A nivel estatal, los retos son claros y urgentes. Seguridad, movilidad, medio ambiente, agua, crecimiento urbano desordenado y una ciudadanía cada vez más exigente. Ya no basta con administrar inercias ni con comunicar buenas intenciones. La gente pide resultados tangibles, soluciones visibles y autoridades que entiendan que el poder no es un privilegio, sino una responsabilidad temporal.
En el plano nacional, el escenario no es menos complejo. El país entra de lleno en la antesala de las elecciones intermedias, ese periodo donde muchas decisiones se contaminan de cálculo político. Seguridad, salud, economía y gobernabilidad estarán bajo la lupa. Y en medio de ese ruido, el riesgo es perder el foco de gobernar para todos, no solo para los tiempos electorales.
En este contexto, el papel del periodismo es más relevante que nunca.
Un periodismo libre, objetivo y responsable no es un lujo sino un contrapeso indispensable.

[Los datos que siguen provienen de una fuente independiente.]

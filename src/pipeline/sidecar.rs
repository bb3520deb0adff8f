//! JSON files written next to pipeline artifacts.

use chrono::{DateTime, Utc};
use serde::{Deserialize, Serialize};
use std::io::Write;
use std::path::{Path, PathBuf};
use stemforged_common::{JobId, JobStatus};
use stemforged_db::models::Job;

#[derive(Debug, Clone, Copy, PartialEq, Eq, Serialize, Deserialize)]
#[serde(rename_all = "lowercase")]
pub enum CoverArtSource {
    Embedded,
    Fetched,
}

/// Metadata extracted for a job, read back by packaging.
#[derive(Debug, Clone, PartialEq, Serialize, Deserialize)]
pub struct MetadataRecord {
    pub job_id: JobId,
    pub artist: String,
    pub album: String,
    pub title: String,
    pub track_number: Option<u32>,
    pub year: Option<u32>,
    pub duration_secs: Option<f64>,
    pub bitrate_kbps: Option<u32>,
    pub sample_rate: Option<u32>,
    pub channels: Option<u8>,
    pub cover_art_path: Option<PathBuf>,
    pub cover_art_source: Option<CoverArtSource>,
}

/// Serialize `value` to `path` through a temp file in the same directory.
pub fn write_json_atomic<T: Serialize>(path: &Path, value: &T) -> std::io::Result<()> {
    let dir = path
        .parent()
        .filter(|p| !p.as_os_str().is_empty())
        .unwrap_or_else(|| Path::new("."));
    std::fs::create_dir_all(dir)?;

    let mut tmp = tempfile::NamedTempFile::new_in(dir)?;
    serde_json::to_writer_pretty(&mut tmp, value)?;
    tmp.write_all(b"\n")?;
    tmp.flush()?;
    tmp.persist(path).map_err(|e| e.error)?;
    Ok(())
}

pub fn read_record(path: &Path) -> std::io::Result<MetadataRecord> {
    let data = std::fs::read(path)?;
    serde_json::from_slice(&data).map_err(|e| std::io::Error::new(std::io::ErrorKind::InvalidData, e))
}

/// `queue/<filename>.jobstate.json` contents.
#[derive(Debug, Clone, PartialEq, Serialize, Deserialize)]
pub struct JobState {
    pub job_id: JobId,
    pub original_filename: String,
    pub status: JobStatus,
    #[serde(skip_serializing_if = "Option::is_none")]
    pub error: Option<String>,
    pub updated_at: DateTime<Utc>,
}

impl From<&Job> for JobState {
    fn from(job: &Job) -> Self {
        Self {
            job_id: job.id,
            original_filename: job.original_filename.clone(),
            status: job.status,
            error: job.error.clone(),
            updated_at: job.updated_at,
        }
    }
}
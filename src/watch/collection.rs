//! Album and playlist descriptors dropped next to watched files.

use regex::Regex;
use serde::Deserialize;
use std::path::Path;
use std::sync::OnceLock;
use stemforged_common::{CollectionInfo, CollectionKind};

pub const PLAYLIST_INFO_FILE: &str = "playlist.json";
pub const ALBUM_INFO_FILE: &str = "album.json";

#[derive(Debug, Deserialize)]
struct CollectionFile {
    #[serde(default)]
    name: String,
}

/// Collection context for an audio file, from the descriptor in its
/// directory. A playlist descriptor wins over an album one.
pub fn collection_for(file: &Path) -> Option<CollectionInfo> {
    let dir = file.parent()?;
    let file_name = file.file_name()?.to_str()?;

    if let Some(name) = read_name(&dir.join(PLAYLIST_INFO_FILE)) {
        return Some(CollectionInfo {
            kind: CollectionKind::Playlist,
            name,
            track_number: None,
        });
    }

    let name = read_name(&dir.join(ALBUM_INFO_FILE))?;
    Some(CollectionInfo {
        kind: CollectionKind::Album,
        name,
        track_number: track_number(file_name),
    })
}

fn read_name(path: &Path) -> Option<String> {
    let content = std::fs::read_to_string(path).ok()?;
    match serde_json::from_str::<CollectionFile>(&content) {
        Ok(info) => Some(info.name.trim().to_string()),
        Err(e) => {
            tracing::error!("Error reading {:?}: {}", path, e);
            None
        }
    }
}

/// Leading track number of a file name such as `"01 - Song.mp3"`.
pub fn track_number(file_name: &str) -> Option<u32> {
    static RE: OnceLock<Option<Regex>> = OnceLock::new();
    let re = RE
        .get_or_init(|| Regex::new(r"^(\d{1,3})(?:[\s.\-_]|$)").ok())
        .as_ref()?;
    re.captures(file_name)?.get(1)?.as_str().parse().ok()
}

#[cfg(test)]
mod tests {
    use super::*;

    #[test]
    fn test_track_number() {
        assert_eq!(track_number("01 - Song.mp3"), Some(1));
        assert_eq!(track_number("12. Closer.flac"), Some(12));
        assert_eq!(track_number("Song 01.mp3"), None);
        assert_eq!(track_number("2024mix.mp3"), None);
    }

    #[test]
    fn test_album_descriptor() {
        let dir = tempfile::tempdir().unwrap();
        std::fs::write(dir.path().join(ALBUM_INFO_FILE), r#"{"name": "Live Set"}"#).unwrap();

        let info = collection_for(&dir.path().join("03 - Encore.mp3")).unwrap();
        assert_eq!(info.kind, CollectionKind::Album);
        assert_eq!(info.name, "Live Set");
        assert_eq!(info.track_number, Some(3));
    }

    #[test]
    fn test_playlist_wins_and_has_no_track() {
        let dir = tempfile::tempdir().unwrap();
        std::fs::write(dir.path().join(ALBUM_INFO_FILE), r#"{"name": "A"}"#).unwrap();
        std::fs::write(dir.path().join(PLAYLIST_INFO_FILE), r#"{"name": "Road Trip"}"#).unwrap();

        let info = collection_for(&dir.path().join("01 - x.mp3")).unwrap();
        assert_eq!(info.kind, CollectionKind::Playlist);
        assert_eq!(info.track_number, None);
    }

    #[test]
    fn test_no_or_broken_descriptor() {
        let dir = tempfile::tempdir().unwrap();
        assert!(collection_for(&dir.path().join("x.mp3")).is_none());

        std::fs::write(dir.path().join(ALBUM_INFO_FILE), "not json").unwrap();
        assert!(collection_for(&dir.path().join("x.mp3")).is_none());
    }
}
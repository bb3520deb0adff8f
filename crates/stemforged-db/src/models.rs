//! Database models.

use chrono::{DateTime, SecondsFormat, Utc};
use serde::{Deserialize, Serialize};
use stemforged_common::{
    CollectionInfo, JobId, JobSource, JobStatus, PipelineSettings, Stage, UserId,
};

/// Role of a user account.
#[derive(Debug, Clone, Copy, PartialEq, Eq, Serialize, Deserialize)]
#[serde(rename_all = "lowercase")]
pub enum UserRole {
    Admin,
    User,
}

impl UserRole {
    pub fn as_str(self) -> &'static str {
        match self {
            Self::Admin => "admin",
            Self::User => "user",
        }
    }
}

impl std::str::FromStr for UserRole {
    type Err = String;

    fn from_str(s: &str) -> Result<Self, Self::Err> {
        match s {
            "admin" => Ok(Self::Admin),
            "user" => Ok(Self::User),
            _ => Err(format!("Invalid role: {}", s)),
        }
    }
}

/// User account.
#[derive(Debug, Clone, Serialize, Deserialize, PartialEq)]
pub struct User {
    pub id: UserId,
    pub username: String,
    #[serde(skip_serializing)]
    pub password_hash: String,
    pub role: UserRole,
    pub needs_password_change: bool,
    pub created_at: DateTime<Utc>,
}

impl User {
    pub fn is_admin(&self) -> bool {
        self.role == UserRole::Admin
    }
}

/// Bearer token issued at login.
#[derive(Debug, Clone, Serialize, Deserialize, PartialEq)]
pub struct AuthToken {
    pub token: String,
    pub user_id: UserId,
    pub created_at: DateTime<Utc>,
    pub expires_at: DateTime<Utc>,
}

/// A row of the job ledger.
#[derive(Debug, Clone, Serialize, Deserialize, PartialEq)]
pub struct Job {
    pub id: JobId,
    /// Disambiguated file name inside the queue directory.
    pub filename: String,
    pub original_filename: String,
    pub status: JobStatus,
    pub source: JobSource,
    /// Settings snapshot taken at intake.
    pub settings: PipelineSettings,
    pub collection: Option<CollectionInfo>,
    pub metadata_retries: u32,
    pub separation_retries: u32,
    pub packaging_retries: u32,
    pub error: Option<String>,
    pub last_error: Option<String>,
    pub output_path: Option<String>,
    pub claimed_by: Option<String>,
    pub claimed_at: Option<DateTime<Utc>>,
    pub not_before: Option<DateTime<Utc>>,
    pub created_at: DateTime<Utc>,
    pub updated_at: DateTime<Utc>,
    pub completed_at: Option<DateTime<Utc>>,
}

impl Job {
    /// Retry count recorded for a stage.
    pub fn retries(&self, stage: Stage) -> u32 {
        match stage {
            Stage::Metadata => self.metadata_retries,
            Stage::Separation => self.separation_retries,
            Stage::Packaging => self.packaging_retries,
        }
    }

    /// Stems retained in the final mix.
    pub fn stem_selection(&self) -> Vec<String> {
        self.settings.selected_stems()
    }
}

/// Ledger timestamp format. Fixed-width UTC so text comparison orders correctly.
pub fn format_ts(ts: DateTime<Utc>) -> String {
    ts.to_rfc3339_opts(SecondsFormat::Micros, true)
}

/// Parse a stored timestamp, reporting a conversion failure for column `idx`.
pub(crate) fn parse_ts(idx: usize, value: &str) -> rusqlite::Result<DateTime<Utc>> {
    DateTime::parse_from_rfc3339(value)
        .map(|dt| dt.with_timezone(&Utc))
        .map_err(|e| {
            rusqlite::Error::FromSqlConversionFailure(
                idx,
                rusqlite::types::Type::Text,
                Box::new(e),
            )
        })
}

pub(crate) fn parse_opt_ts(idx: usize, value: Option<String>) -> rusqlite::Result<Option<DateTime<Utc>>> {
    value.map(|v| parse_ts(idx, &v)).transpose()
}

/// Parse a text column with `FromStr`, reporting failures against column `idx`.
pub(crate) fn parse_text<T>(idx: usize, value: &str) -> rusqlite::Result<T>
where
    T: std::str::FromStr,
    T::Err: std::fmt::Display,
{
    value.parse::<T>().map_err(|e| {
        rusqlite::Error::FromSqlConversionFailure(
            idx,
            rusqlite::types::Type::Text,
            e.to_string().into(),
        )
    })
}

pub(crate) fn parse_json<T: serde::de::DeserializeOwned>(
    idx: usize,
    value: &str,
) -> rusqlite::Result<T> {
    serde_json::from_str(value).map_err(|e| {
        rusqlite::Error::FromSqlConversionFailure(idx, rusqlite::types::Type::Text, Box::new(e))
    })
}

#[cfg(test)]
mod tests {
    use super::*;
    use chrono::TimeZone;

    #[test]
    fn test_format_ts_is_fixed_width() {
        let a = Utc.with_ymd_and_hms(2024, 1, 2, 3, 4, 5).unwrap();
        let b = a + chrono::Duration::microseconds(1);
        assert_eq!(format_ts(a), "2024-01-02T03:04:05.000000Z");
        assert!(format_ts(a) < format_ts(b));
        assert_eq!(parse_ts(0, &format_ts(b)).unwrap(), b);
    }

    #[test]
    fn test_parse_text_error() {
        assert!(parse_text::<JobStatus>(3, "bogus").is_err());
        assert_eq!(parse_text::<UserRole>(0, "admin").unwrap(), UserRole::Admin);
    }
}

Cuando el poder se incomoda ante la crítica, cuando se intenta desacreditar al mensajero o se normaliza la desinformación, es justamente cuando más necesario resulta ejercer el oficio con rigor, datos y ética.
El periodismo no está para aplaudir ni para destruir. Está para preguntar, contrastar, incomodar cuando hace falta y reconocer cuando se hacen bien las cosas. Porque una sociedad informada toma mejores decisiones y una democracia sin prensa crítica es una democracia incompleta.
Este 2026 exigirá ciudadanos más atentos, gobiernos más responsables y medios más comprometidos con la verdad. Nadie puede quedarse al margen. Cada omisión también cuenta.
Esta columna existe para eso, para provocar pensamiento, no unanimidad.
Que este año nos encuentre con salud, con claridad y con la valentía de asumir nuestra parte. Que sepamos exigir, pero también participar. Criticar, pero también construir. Informarnos, pero también actuar.
Porque el derecho a informar y a estar informados no se negocia… se ejerce.